● **ABOUT THIS TASK**: Identify and copy all lines of the material where the string "first" is found.

################

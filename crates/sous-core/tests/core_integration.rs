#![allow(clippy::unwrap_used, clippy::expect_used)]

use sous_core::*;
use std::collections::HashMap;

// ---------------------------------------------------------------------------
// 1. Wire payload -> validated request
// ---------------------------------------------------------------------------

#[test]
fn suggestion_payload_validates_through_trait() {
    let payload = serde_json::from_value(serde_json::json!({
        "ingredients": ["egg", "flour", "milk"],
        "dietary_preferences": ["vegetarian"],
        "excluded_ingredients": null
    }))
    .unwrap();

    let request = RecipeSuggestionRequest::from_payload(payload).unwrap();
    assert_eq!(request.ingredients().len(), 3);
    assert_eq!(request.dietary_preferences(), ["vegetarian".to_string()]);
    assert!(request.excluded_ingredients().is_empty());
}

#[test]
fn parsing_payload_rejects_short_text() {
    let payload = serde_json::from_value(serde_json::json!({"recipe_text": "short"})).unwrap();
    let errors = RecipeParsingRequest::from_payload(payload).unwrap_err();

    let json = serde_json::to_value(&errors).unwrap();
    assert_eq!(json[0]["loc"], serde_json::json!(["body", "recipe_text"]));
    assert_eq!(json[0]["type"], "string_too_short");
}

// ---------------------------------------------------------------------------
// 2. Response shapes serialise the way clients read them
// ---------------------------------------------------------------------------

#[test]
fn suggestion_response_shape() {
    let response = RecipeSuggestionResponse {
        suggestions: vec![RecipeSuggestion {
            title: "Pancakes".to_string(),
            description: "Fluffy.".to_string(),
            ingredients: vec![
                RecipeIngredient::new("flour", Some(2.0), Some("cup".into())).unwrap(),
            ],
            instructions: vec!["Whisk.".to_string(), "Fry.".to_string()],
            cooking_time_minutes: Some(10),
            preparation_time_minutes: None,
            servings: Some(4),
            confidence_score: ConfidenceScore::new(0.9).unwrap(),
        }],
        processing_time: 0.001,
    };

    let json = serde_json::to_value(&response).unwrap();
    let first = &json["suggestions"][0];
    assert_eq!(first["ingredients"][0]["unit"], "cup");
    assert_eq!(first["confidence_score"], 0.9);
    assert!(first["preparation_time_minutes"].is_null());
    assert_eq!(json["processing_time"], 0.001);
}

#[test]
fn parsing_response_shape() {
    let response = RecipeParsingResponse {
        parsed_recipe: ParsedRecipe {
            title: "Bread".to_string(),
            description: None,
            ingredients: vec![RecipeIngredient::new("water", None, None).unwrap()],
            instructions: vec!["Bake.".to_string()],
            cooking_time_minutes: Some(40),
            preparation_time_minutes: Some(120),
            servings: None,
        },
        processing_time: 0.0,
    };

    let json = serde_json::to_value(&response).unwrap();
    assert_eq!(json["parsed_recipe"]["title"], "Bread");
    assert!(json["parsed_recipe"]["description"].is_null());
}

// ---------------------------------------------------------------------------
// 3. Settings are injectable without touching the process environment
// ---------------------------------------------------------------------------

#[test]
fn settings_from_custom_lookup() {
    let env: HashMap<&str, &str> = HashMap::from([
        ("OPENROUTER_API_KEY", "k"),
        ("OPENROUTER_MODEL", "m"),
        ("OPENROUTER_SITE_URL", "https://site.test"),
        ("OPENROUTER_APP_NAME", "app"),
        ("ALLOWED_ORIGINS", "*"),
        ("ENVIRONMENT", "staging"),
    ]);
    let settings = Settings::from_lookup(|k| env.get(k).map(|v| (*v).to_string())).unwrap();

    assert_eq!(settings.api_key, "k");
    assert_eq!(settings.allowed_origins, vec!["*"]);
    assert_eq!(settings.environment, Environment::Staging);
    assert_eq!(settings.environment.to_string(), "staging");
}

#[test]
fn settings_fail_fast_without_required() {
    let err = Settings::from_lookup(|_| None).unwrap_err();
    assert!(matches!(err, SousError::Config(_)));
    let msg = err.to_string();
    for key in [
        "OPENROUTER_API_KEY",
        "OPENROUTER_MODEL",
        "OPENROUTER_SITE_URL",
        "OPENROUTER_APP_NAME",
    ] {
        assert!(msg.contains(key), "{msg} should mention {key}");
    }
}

################

● **ANSWER BELOW**:
    let first = &json["suggestions"][0];
    assert_eq!(first["ingredients"][0]["unit"], "cup");
    assert_eq!(first["confidence_score"], 0.9);
    assert!(first["preparation_time_minutes"].is_null());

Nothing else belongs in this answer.